[[ PROVIDED DATA, beginning ]]

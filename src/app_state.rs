use sqlx::PgPool;
use std::sync::Arc;

use crate::db::store::PgStore;
use crate::pipeline::Pipeline;
use crate::services::queue::JobQueue;

/// Shared application state passed to all route handlers.
#[derive(Clone)]
pub struct AppState {
    pub db: PgPool,
    pub store: Arc<PgStore>,
    pub queue: Arc<JobQueue>,
    pub pipeline: Pipeline,
}

impl AppState {
    pub fn new(db: PgPool, queue: JobQueue, pipeline: Pipeline) -> Self {
        Self {
            store: Arc::new(PgStore::new(db.clone())),
            db,
            queue: Arc::new(queue),
            pipeline,
        }
    }
}
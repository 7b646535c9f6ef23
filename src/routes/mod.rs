pub mod error;
pub mod health;
pub mod metrics;
pub mod posts;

[[ PROVIDED DATA, end ]]

→ EXERCISE GOAL
Copy out the entries above without altering a single character.

→ FINISHED TASK
filename src/app_state.rs
use sqlx::PgPool;
use std::sync::Arc;

use crate::db::store::PgStore;
use crate::pipeline::Pipeline;
use crate::services::queue::JobQueue;

/// Shared application state passed to all route handlers.
#[derive(Clone)]
pub struct AppState {
    pub db: PgPool,
    pub store: Arc<PgStore>,
    pub queue: Arc<JobQueue>,
    pub pipeline: Pipeline,
}

impl AppState {
    pub fn new(db: PgPool, queue: JobQueue, pipeline: Pipeline) -> Self {
        Self {
            store: Arc::new(PgStore::new(db.clone())),
            db,
            queue: Arc::new(queue),
            pipeline,
        }
    }
}
repository 7b646535c9f6ef23
filename src/routes/mod.rs
pub mod error;
pub mod health;
pub mod metrics;
pub mod posts;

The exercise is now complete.